In Luke’s Gospel, people receive visits from angels, in the middle of the daytime, or in the middle of the night-time; the glory of God shines out with lots of special effects. When we look closely at Matthew’s Gospel, written for a Jewish audience rather than a Greek-speaking one, we don’t find so many special effects. There is the star, of course, that leads the Magi, but that star is a sign that is only understood by those few. Messages from God still come from an angel, but they come by way of dreams. The presence of God comes in a subtle way, a very ordinary way.

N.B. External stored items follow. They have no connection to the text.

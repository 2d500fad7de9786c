// src/server/session_server.rs

//! Defines `SessionServer`: the login pipeline, session bookkeeping and the
//! heartbeat sweep. The accept loop lives in `connection_loop`.

use super::guard::SessionGuard;
use super::handlers::{SessionContext, SessionHandler};
use super::listeners::ListenerRegistry;
use super::login::AcceptExtraCheck;
use super::session::{InMemorySessionStore, Session, SessionStore};
use crate::core::metrics;
use crate::core::{AnyStream, LinkSocket, Transport};
use std::net::SocketAddr;
use std::sync::Arc;
use std::time::Duration;
use tokio::sync::broadcast;
use tokio::time::Instant;
use tracing::{debug, info, warn};

/// How often the heartbeat sweep looks for stale sessions.
pub const HEARTBEAT_CHECK_INTERVAL: Duration = Duration::from_secs(1);

#[derive(Debug, Clone)]
pub struct ServerSettings {
    /// `0` means unlimited.
    pub max_sessions: usize,
    /// `None` keeps idle sessions forever.
    pub heartbeat_timeout: Option<Duration>,
    /// First delay after a failed accept.
    pub accept_backoff: Duration,
}

impl Default for ServerSettings {
    fn default() -> Self {
        Self {
            max_sessions: 0,
            heartbeat_timeout: Some(Duration::from_secs(120)),
            accept_backoff: Duration::from_millis(100),
        }
    }
}

pub struct SessionServer {
    transport: Transport,
    store: Arc<dyn SessionStore>,
    listeners: ListenerRegistry,
    extra_check: Arc<dyn AcceptExtraCheck>,
    handler: Arc<dyn SessionHandler>,
    pub(super) settings: ServerSettings,
}

impl SessionServer {
    pub fn new(
        transport: Transport,
        extra_check: Arc<dyn AcceptExtraCheck>,
        handler: Arc<dyn SessionHandler>,
    ) -> Self {
        Self {
            transport,
            store: Arc::new(InMemorySessionStore::new()),
            listeners: ListenerRegistry::new(),
            extra_check,
            handler,
            settings: ServerSettings::default(),
        }
    }

    pub fn with_store(mut self, store: Arc<dyn SessionStore>) -> Self {
        self.store = store;
        self
    }

    pub fn with_settings(mut self, settings: ServerSettings) -> Self {
        self.settings = settings;
        self
    }

    pub fn transport(&self) -> &Transport {
        &self.transport
    }

    pub fn store(&self) -> &Arc<dyn SessionStore> {
        &self.store
    }

    pub fn listeners(&self) -> &ListenerRegistry {
        &self.listeners
    }

    pub fn settings(&self) -> &ServerSettings {
        &self.settings
    }

    /// Runs one accepted stream through login and, on success, serves it as
    /// a session until it ends.
    pub async fn serve_connection(self: Arc<Self>, stream: AnyStream, peer: Option<SocketAddr>) {
        let mut socket = match peer {
            Some(addr) => LinkSocket::with_peer(stream, addr),
            None => LinkSocket::new(stream),
        };
        metrics::CONNECTIONS_ACCEPTED_TOTAL.inc();

        let max = self.settings.max_sessions;
        if max > 0 && self.store.len() >= max {
            warn!(
                "Refusing connection from {:?}: {} sessions already live.",
                peer, max
            );
            socket.close().await;
            return;
        }

        let meta = match self
            .extra_check
            .check(&self.transport, self.store.as_ref(), &mut socket)
            .await
        {
            Ok(meta) => meta,
            Err(e) => {
                metrics::LOGINS_REJECTED_TOTAL.inc();
                info!("Login from {:?} failed: {}", peer, e);
                socket.close().await;
                return;
            }
        };

        let session = Arc::new(Session::new(&socket, meta));
        let _guard = SessionGuard::new(self.store.clone(), session.clone());
        info!("Session {} opened for {:?}.", session.id(), peer);
        self.listeners.notify_connected(&session).await;

        let ctx = SessionContext {
            transport: &self.transport,
            listeners: &self.listeners,
        };
        if let Err(e) = self.handler.serve(ctx, &session, &mut socket).await {
            warn!("Session {} ended with an error: {}", session.id(), e);
        }
        socket.close().await;

        self.listeners.notify_disconnected(&session).await;
        info!("Session {} closed.", session.id());
    }

    /// Closes every session whose peer has been silent for longer than the
    /// heartbeat timeout. Returns how many were closed.
    pub fn sweep_heartbeats(&self) -> usize {
        let Some(timeout) = self.settings.heartbeat_timeout else {
            return 0;
        };
        let now = Instant::now();
        let mut closed = 0;
        for session in self.store.snapshot() {
            let idle = now.saturating_duration_since(session.last_heartbeat());
            if idle > timeout {
                info!(
                    "Session {} from {:?} idle for {:?}, closing.",
                    session.id(),
                    session.peer(),
                    idle
                );
                session.close();
                self.store.remove(session.id());
                closed += 1;
            }
        }
        closed
    }

    /// Force-closes every live session.
    pub fn close_all(&self) {
        for session in self.store.snapshot() {
            session.close();
        }
    }

    /// Sweeps stale sessions periodically until shutdown.
    pub async fn run_heartbeat(self: Arc<Self>, mut shutdown_rx: broadcast::Receiver<()>) {
        if self.settings.heartbeat_timeout.is_none() {
            debug!("Heartbeat sweep disabled.");
            let _ = shutdown_rx.recv().await;
            return;
        }
        let mut interval = tokio::time::interval(HEARTBEAT_CHECK_INTERVAL);
        loop {
            tokio::select! {
                _ = interval.tick() => {
                    let closed = self.sweep_heartbeats();
                    if closed > 0 {
                        debug!("Heartbeat sweep closed {} sessions.", closed);
                    }
                }
                _ = shutdown_rx.recv() => {
                    debug!("Heartbeat sweep shutting down.");
                    return;
                }
            }
        }
    }
}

Sometimes we look for wonderful signs that convince us that God is with us. My mother, God rest her, was a devout Christian woman. About twenty years ago, she made a pilgrimage with her sister to a town in Bosnia called Medugorje, a place where it was said that the Virgin Mary was appearing in visions to three young people. Mom told me that she had seen the miracle: she had seen the sun change colors, had seen silver rosary chains turn to gold. I was a bit skeptical, and I’m a little sorry to admit that I sort of teased her about it. I said that I was glad that she had the chance to see the miracle, but that I didn’t have to go all the way to Europe to find miracles -- I regularly saw miracles only a block away from my home. This morning, I’d like to tell you about one of those miracles, one that came in the form of a very unexpected Christmas present.
It happened when I was in graduate school at the University of California, Santa Barbara. I spent seven years at UC Santa Barbara working on my Ph.D., and like many graduate students, I spent quite some time stuck... and procrastinating. For me, that procrastination consisted of spending my energies volunteering with poor and homeless people in my neighborhood.
I lived in a neighborhood next to UCSB called Isla Vista, or I.V. for short. Isla Vista was not just a student neighborhood. It was also a place where poor people lived. There were street people and old hippies, some of whom would be out every day panhandling the college students. There were also Hmong Lao refugees, newly settled in the U.S. and doing whatever they needed to (including gardening on the parklands) to survive. Increasingly, there were Latin@ immigrants, working for minimum wage jobs and doubling up in Isla Vista’s relatively inexpensive apartments. In short, many of my neighbors were people who went hungry. A Catholic friend of mine, named Joe, one of Joe’s friends, and the local Methodist minister finally called a meeting in response to the sight of people picking through dumpsters to find food. The result of that meeting was a non-profit organization called “Let Isla Vista Eat” or, LIVE for short.
My friend Joe soon roped me into volunteering with LIVE and, I have to say, it changed my life. We offered a free breakfast of cereal, hard-boiled eggs, and toast every weekday. We hosted distributions of USDA surplus foods. At Thanksgiving and at Christmas, we put on turkey dinners at the University Religious Center for whomever wanted to eat -- usually 200 or 300 people. And for two winters, we opened the Center at night as a temporary shelter for those who were homeless and (at least relatively) sober.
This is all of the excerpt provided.